AO4 - “Can’t repeat the past? … Why of course you can!” p.106, ch.6 - Gatsby, like the poet, believes that love does not alter due to outside forces and powers. He is proved wrong.
“It is the star to every wandring barke, / Whose worths unknowne, although his higth be taken.” - S116
AO2 - Metaphor of love as a lighthouse to lost ships, an allusion to love’s guiding properties. ‘worthes unknowne’ - paradoxical metaphor for love’s immeasurability.
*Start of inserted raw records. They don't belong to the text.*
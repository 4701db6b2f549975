//! 스캔 작업: 상태 머신과 작업 값 객체
//!
//! ```text
//! Pending ──> Running ──> Completed
//!    │          │ ▲  ──> Stopped
//!    │          ▼ │  ──> Error
//!    │         Paused ──> Stopped / Completed / Error
//!    └──> Stopped
//! ```
//!
//! 상태는 앞으로만 진행하며, 어떤 작업도 Pending으로 돌아가지 않습니다.
//! 종료 상태(Completed, Stopped, Error) 이후에는 전이가 없습니다.

use std::fmt;
use std::time::SystemTime;

use serde::{Deserialize, Serialize};

use scanwarden_core::types::{ScanConfig, ScanResult};

use crate::error::ScanEngineError;

/// 작업 상태
#[derive(Debug, Clone, Copy, PartialEq, Eq, Hash, Serialize, Deserialize)]
#[serde(rename_all = "lowercase")]
pub enum JobStatus {
    /// 대기열에서 대기 중
    Pending,
    /// 실행 중
    Running,
    /// 일시정지
    Paused,
    /// 결과와 함께 완료
    Completed,
    /// 중지 요청으로 종료
    Stopped,
    /// 복구 불가 실패
    Error,
}

impl JobStatus {
    /// 종료 상태 여부
    pub fn is_terminal(self) -> bool {
        matches!(self, Self::Completed | Self::Stopped | Self::Error)
    }

    /// 프로세스가 살아 있는 상태(Running, Paused) 여부
    pub fn is_active(self) -> bool {
        matches!(self, Self::Running | Self::Paused)
    }

    /// 전이 허용 여부
    pub fn can_transition_to(self, next: JobStatus) -> bool {
        use JobStatus::*;
        matches!(
            (self, next),
            (Pending, Running)
                | (Pending, Stopped)
                | (Running, Paused)
                | (Running, Completed)
                | (Running, Stopped)
                | (Running, Error)
                | (Paused, Running)
                | (Paused, Completed)
                | (Paused, Stopped)
                | (Paused, Error)
        )
    }

    /// 상태 이름
    pub fn as_str(self) -> &'static str {
        match self {
            Self::Pending => "pending",
            Self::Running => "running",
            Self::Paused => "paused",
            Self::Completed => "completed",
            Self::Stopped => "stopped",
            Self::Error => "error",
        }
    }
}

impl fmt::Display for JobStatus {
    fn fmt(&self, f: &mut fmt::Formatter<'_>) -> fmt::Result {
        f.write_str(self.as_str())
    }
}

/// 스캔 작업
///
/// 스캔 매니저만 소유하고 변경합니다.
#[derive(Debug, Clone)]
pub struct ScanJob {
    id: String,
    config: ScanConfig,
    status: JobStatus,
    progress: u8,
    result: Option<ScanResult>,
    error: Option<String>,
    submitted_at: SystemTime,
    started_at: Option<SystemTime>,
    finished_at: Option<SystemTime>,
}

impl ScanJob {
    /// 새 작업을 Pending 상태로 생성합니다. 설정의 `scan_id`는 작업 ID로 덮어씁니다.
    pub fn new(id: impl Into<String>, mut config: ScanConfig) -> Self {
        let id = id.into();
        config.scan_id = Some(id.clone());
        Self {
            id,
            config,
            status: JobStatus::Pending,
            progress: 0,
            result: None,
            error: None,
            submitted_at: SystemTime::now(),
            started_at: None,
            finished_at: None,
        }
    }

    /// 작업 ID
    pub fn id(&self) -> &str {
        &self.id
    }

    /// 스캔 설정
    pub fn config(&self) -> &ScanConfig {
        &self.config
    }

    /// 현재 상태
    pub fn status(&self) -> JobStatus {
        self.status
    }

    /// 진행률 (0-100)
    pub fn progress(&self) -> u8 {
        self.progress
    }

    /// 결과
    pub fn result(&self) -> Option<&ScanResult> {
        self.result.as_ref()
    }

    /// 실패 사유
    pub fn error(&self) -> Option<&str> {
        self.error.as_deref()
    }

    /// 상태를 전이합니다.
    ///
    /// # Errors
    ///
    /// 허용되지 않은 전이면 `ScanEngineError::InvalidTransition`
    pub fn transition(
        &mut self,
        next: JobStatus,
        action: &'static str,
    ) -> Result<(), ScanEngineError> {
        if !self.status.can_transition_to(next) {
            return Err(ScanEngineError::InvalidTransition {
                job_id: self.id.clone(),
                state: self.status.as_str(),
                action,
            });
        }

        let now = SystemTime::now();
        if next == JobStatus::Running && self.started_at.is_none() {
            self.started_at = Some(now);
        }
        if next.is_terminal() {
            self.finished_at = Some(now);
        }
        self.status = next;
        Ok(())
    }

    /// 진행률을 갱신합니다. 더 작은 값은 무시하며, 갱신 여부를 반환합니다.
    pub fn advance_progress(&mut self, percent: u8) -> bool {
        let percent = percent.min(100);
        if percent > self.progress {
            self.progress = percent;
            true
        } else {
            false
        }
    }

    /// 결과를 저장하고 Completed로 전이합니다.
    pub fn complete(&mut self, result: ScanResult) -> Result<(), ScanEngineError> {
        self.transition(JobStatus::Completed, "complete")?;
        self.progress = 100;
        self.result = Some(result);
        Ok(())
    }

    /// 실패 사유를 저장하고 Error로 전이합니다.
    pub fn fail(&mut self, reason: impl Into<String>) -> Result<(), ScanEngineError> {
        self.transition(JobStatus::Error, "fail")?;
        self.error = Some(reason.into());
        Ok(())
    }

    /// 읽기 전용 스냅샷을 만듭니다.
    pub fn snapshot(&self) -> JobSnapshot {
        JobSnapshot {
            id: self.id.clone(),
            config: self.config.clone(),
            status: self.status,
            progress: self.progress,
            error: self.error.clone(),
            has_result: self.result.is_some(),
            submitted_at: self.submitted_at,
            started_at: self.started_at,
            finished_at: self.finished_at,
        }
    }
}

/// 작업 스냅샷 (조회용)
#[derive(Debug, Clone, PartialEq, Eq, Serialize, Deserialize)]
pub struct JobSnapshot {
    /// 작업 ID
    pub id: String,
    /// 스캔 설정
    pub config: ScanConfig,
    /// 상태
    pub status: JobStatus,
    /// 진행률
    pub progress: u8,
    /// 실패 사유
    pub error: Option<String>,
    /// 결과 보유 여부
    pub has_result: bool,
    /// 제출 시각
    pub submitted_at: SystemTime,
    /// 실행 시작 시각
    pub started_at: Option<SystemTime>,
    /// 종료 시각
    pub finished_at: Option<SystemTime>,
}

impl fmt::Display for JobSnapshot {
    fn fmt(&self, f: &mut fmt::Formatter<'_>) -> fmt::Result {
        write!(
            f,
            "{} {} {}% ({})",
            self.id, self.status, self.progress, self.config
        )
    }
}

#[cfg(test)]
mod tests {
    use super::*;

    fn job() -> ScanJob {
        ScanJob::new("job-1", ScanConfig::new(["10.0.0.1"]))
    }

    #[test]
    fn new_job_is_pending_and_owns_id() {
        let job = job();
        assert_eq!(job.status(), JobStatus::Pending);
        assert_eq!(job.progress(), 0);
        assert_eq!(job.config().scan_id.as_deref(), Some("job-1"));
        assert!(job.result().is_none());
    }

    #[test]
    fn caller_scan_id_is_overwritten() {
        let mut config = ScanConfig::new(["10.0.0.1"]);
        config.scan_id = Some("caller".to_owned());
        let job = ScanJob::new("job-2", config);
        assert_eq!(job.config().scan_id.as_deref(), Some("job-2"));
    }

    #[test]
    fn valid_lifecycle() {
        let mut job = job();
        job.transition(JobStatus::Running, "start").unwrap();
        job.transition(JobStatus::Paused, "pause").unwrap();
        job.transition(JobStatus::Running, "resume").unwrap();
        job.transition(JobStatus::Stopped, "stop").unwrap();
        assert!(job.status().is_terminal());
        assert!(job.snapshot().finished_at.is_some());
        assert!(job.snapshot().started_at.is_some());
    }

    #[test]
    fn pause_from_pending_rejected() {
        let mut job = job();
        let err = job.transition(JobStatus::Paused, "pause").unwrap_err();
        assert!(matches!(err, ScanEngineError::InvalidTransition { .. }));
        assert_eq!(job.status(), JobStatus::Pending);
    }

    #[test]
    fn terminal_states_are_final() {
        for terminal in [JobStatus::Completed, JobStatus::Stopped, JobStatus::Error] {
            for next in [
                JobStatus::Pending,
                JobStatus::Running,
                JobStatus::Paused,
                JobStatus::Completed,
                JobStatus::Stopped,
                JobStatus::Error,
            ] {
                assert!(!terminal.can_transition_to(next), "{terminal} -> {next}");
            }
        }
    }

    #[test]
    fn nothing_returns_to_pending() {
        for from in [JobStatus::Running, JobStatus::Paused] {
            assert!(!from.can_transition_to(JobStatus::Pending));
        }
    }

    #[test]
    fn progress_never_decreases() {
        let mut job = job();
        assert!(job.advance_progress(30));
        assert!(!job.advance_progress(10));
        assert!(job.advance_progress(250));
        assert_eq!(job.progress(), 100);
    }

    #[test]
    fn complete_stores_result() {
        let mut job = job();
        job.transition(JobStatus::Running, "start").unwrap();
        job.complete(ScanResult::failed("job-1", "", "no xml")).unwrap();
        assert_eq!(job.status(), JobStatus::Completed);
        assert_eq!(job.progress(), 100);
        assert!(job.snapshot().has_result);
    }

    #[test]
    fn fail_stores_reason() {
        let mut job = job();
        job.transition(JobStatus::Running, "start").unwrap();
        job.fail("spawn failed").unwrap();
        assert_eq!(job.error(), Some("spawn failed"));
        assert!(job.result().is_none());
    }

    #[test]
    fn status_serializes_lowercase() {
        let json = serde_json::to_string(&JobStatus::Paused).unwrap();
        assert_eq!(json, "\"paused\"");
    }
}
AO3 - When the poem was written the nature of stars was unknown but they were still used to navigate - this is not the case for modern readers
AO4 - “It had seemed as close as a star to the moon. Now it was again a green light on a dock.” p.90, ch.5 - Gatsby’s allusion of love as ‘worthes unknowne’ has been shattered as his vision of Daisy loses its mystery
“If this be error and upon me proved, / I never writ, nor no man ever loved.” - S116
AO2 -The poem ends on the hyperbolic assertion that if he is disproved then all love in meaningless, there is a defensive tone that reveals the strength of his convictions.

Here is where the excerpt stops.